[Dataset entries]
== Segment start ==

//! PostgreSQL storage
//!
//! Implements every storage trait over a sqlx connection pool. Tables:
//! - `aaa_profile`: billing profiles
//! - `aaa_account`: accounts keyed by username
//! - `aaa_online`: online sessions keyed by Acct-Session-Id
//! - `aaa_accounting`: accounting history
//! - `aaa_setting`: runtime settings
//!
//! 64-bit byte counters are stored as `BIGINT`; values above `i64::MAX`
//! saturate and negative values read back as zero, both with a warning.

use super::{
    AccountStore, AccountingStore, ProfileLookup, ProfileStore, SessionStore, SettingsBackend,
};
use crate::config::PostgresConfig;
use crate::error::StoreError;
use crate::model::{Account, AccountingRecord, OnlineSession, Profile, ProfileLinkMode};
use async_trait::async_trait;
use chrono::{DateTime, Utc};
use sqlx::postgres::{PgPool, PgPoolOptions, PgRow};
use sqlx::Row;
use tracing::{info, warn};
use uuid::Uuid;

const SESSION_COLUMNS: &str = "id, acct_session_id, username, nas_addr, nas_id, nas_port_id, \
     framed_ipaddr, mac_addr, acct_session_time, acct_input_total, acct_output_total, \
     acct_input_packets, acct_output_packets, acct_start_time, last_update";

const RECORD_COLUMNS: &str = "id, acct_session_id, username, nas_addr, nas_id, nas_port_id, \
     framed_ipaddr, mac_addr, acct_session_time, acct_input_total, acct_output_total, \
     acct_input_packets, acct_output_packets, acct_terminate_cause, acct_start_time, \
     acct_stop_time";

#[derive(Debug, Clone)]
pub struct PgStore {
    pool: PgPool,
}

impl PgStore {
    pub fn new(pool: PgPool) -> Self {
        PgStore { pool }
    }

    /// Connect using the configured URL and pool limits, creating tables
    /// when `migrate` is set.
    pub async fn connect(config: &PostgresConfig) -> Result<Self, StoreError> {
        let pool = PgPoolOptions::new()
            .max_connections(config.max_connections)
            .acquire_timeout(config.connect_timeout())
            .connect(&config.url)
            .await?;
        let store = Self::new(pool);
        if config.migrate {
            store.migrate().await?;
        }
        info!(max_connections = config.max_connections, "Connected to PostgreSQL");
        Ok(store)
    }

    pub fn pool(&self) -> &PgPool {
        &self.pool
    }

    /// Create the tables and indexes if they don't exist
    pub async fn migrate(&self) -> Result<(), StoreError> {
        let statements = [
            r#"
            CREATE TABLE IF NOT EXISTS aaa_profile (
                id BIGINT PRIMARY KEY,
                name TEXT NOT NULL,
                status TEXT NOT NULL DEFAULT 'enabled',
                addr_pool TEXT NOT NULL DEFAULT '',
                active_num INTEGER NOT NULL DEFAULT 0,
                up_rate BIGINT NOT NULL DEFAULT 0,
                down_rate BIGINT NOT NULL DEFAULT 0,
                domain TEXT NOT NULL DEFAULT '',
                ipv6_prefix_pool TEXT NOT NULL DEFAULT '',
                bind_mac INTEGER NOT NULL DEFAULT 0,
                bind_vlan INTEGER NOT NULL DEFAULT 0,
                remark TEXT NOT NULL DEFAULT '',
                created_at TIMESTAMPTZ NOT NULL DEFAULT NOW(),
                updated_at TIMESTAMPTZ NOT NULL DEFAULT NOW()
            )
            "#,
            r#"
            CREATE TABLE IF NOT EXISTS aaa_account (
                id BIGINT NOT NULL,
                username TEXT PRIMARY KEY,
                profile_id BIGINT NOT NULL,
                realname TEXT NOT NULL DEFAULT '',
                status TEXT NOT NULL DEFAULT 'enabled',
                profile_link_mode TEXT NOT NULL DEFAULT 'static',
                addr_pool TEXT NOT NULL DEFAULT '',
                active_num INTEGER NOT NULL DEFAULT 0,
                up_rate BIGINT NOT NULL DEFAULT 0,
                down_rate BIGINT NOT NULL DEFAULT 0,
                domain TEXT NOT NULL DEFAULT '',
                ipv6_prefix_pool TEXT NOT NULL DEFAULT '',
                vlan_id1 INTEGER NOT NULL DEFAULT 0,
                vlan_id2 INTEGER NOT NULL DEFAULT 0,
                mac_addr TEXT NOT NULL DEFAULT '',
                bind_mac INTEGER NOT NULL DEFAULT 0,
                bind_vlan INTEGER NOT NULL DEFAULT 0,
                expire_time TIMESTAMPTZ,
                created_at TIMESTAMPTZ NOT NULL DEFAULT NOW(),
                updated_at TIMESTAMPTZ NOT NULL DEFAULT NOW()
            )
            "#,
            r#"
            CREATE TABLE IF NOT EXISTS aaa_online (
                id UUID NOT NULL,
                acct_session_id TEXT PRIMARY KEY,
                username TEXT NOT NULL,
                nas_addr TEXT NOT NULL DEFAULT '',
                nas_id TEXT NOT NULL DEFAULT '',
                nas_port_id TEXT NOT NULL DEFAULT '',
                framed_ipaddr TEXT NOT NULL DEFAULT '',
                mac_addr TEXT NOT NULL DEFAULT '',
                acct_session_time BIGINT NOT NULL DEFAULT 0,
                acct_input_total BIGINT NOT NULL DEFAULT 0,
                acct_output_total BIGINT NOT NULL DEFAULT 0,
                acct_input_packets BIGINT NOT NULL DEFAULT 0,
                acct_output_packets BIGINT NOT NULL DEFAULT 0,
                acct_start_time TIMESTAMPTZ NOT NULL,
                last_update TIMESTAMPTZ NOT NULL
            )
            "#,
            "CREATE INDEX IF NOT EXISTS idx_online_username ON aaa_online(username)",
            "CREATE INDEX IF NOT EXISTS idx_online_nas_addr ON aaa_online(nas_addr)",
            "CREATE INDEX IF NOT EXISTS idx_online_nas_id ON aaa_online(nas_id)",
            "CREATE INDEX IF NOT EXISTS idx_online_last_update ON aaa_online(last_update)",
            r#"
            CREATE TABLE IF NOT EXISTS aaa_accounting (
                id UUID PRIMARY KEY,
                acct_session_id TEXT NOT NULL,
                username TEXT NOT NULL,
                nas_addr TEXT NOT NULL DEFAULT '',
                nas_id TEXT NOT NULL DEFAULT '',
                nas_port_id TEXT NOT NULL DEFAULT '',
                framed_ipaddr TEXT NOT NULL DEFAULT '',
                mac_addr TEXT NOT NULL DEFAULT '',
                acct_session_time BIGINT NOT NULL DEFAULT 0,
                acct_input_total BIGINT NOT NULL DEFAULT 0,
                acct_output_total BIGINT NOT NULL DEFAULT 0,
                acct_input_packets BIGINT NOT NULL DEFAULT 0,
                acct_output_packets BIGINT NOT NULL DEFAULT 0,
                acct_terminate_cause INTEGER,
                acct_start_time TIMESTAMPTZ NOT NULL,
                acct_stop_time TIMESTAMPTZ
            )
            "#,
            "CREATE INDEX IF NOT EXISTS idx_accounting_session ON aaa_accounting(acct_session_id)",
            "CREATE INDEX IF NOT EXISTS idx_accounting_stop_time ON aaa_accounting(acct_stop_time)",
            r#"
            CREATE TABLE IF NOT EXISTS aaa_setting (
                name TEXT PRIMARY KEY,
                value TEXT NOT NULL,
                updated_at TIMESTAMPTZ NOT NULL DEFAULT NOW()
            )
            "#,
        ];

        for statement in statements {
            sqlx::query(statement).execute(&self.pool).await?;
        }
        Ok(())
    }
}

== Segment end ==

Counting only lines that hold the word "keyed", state how many there are in the data. Write the number alone.

▸ EXERCISE RESULT
2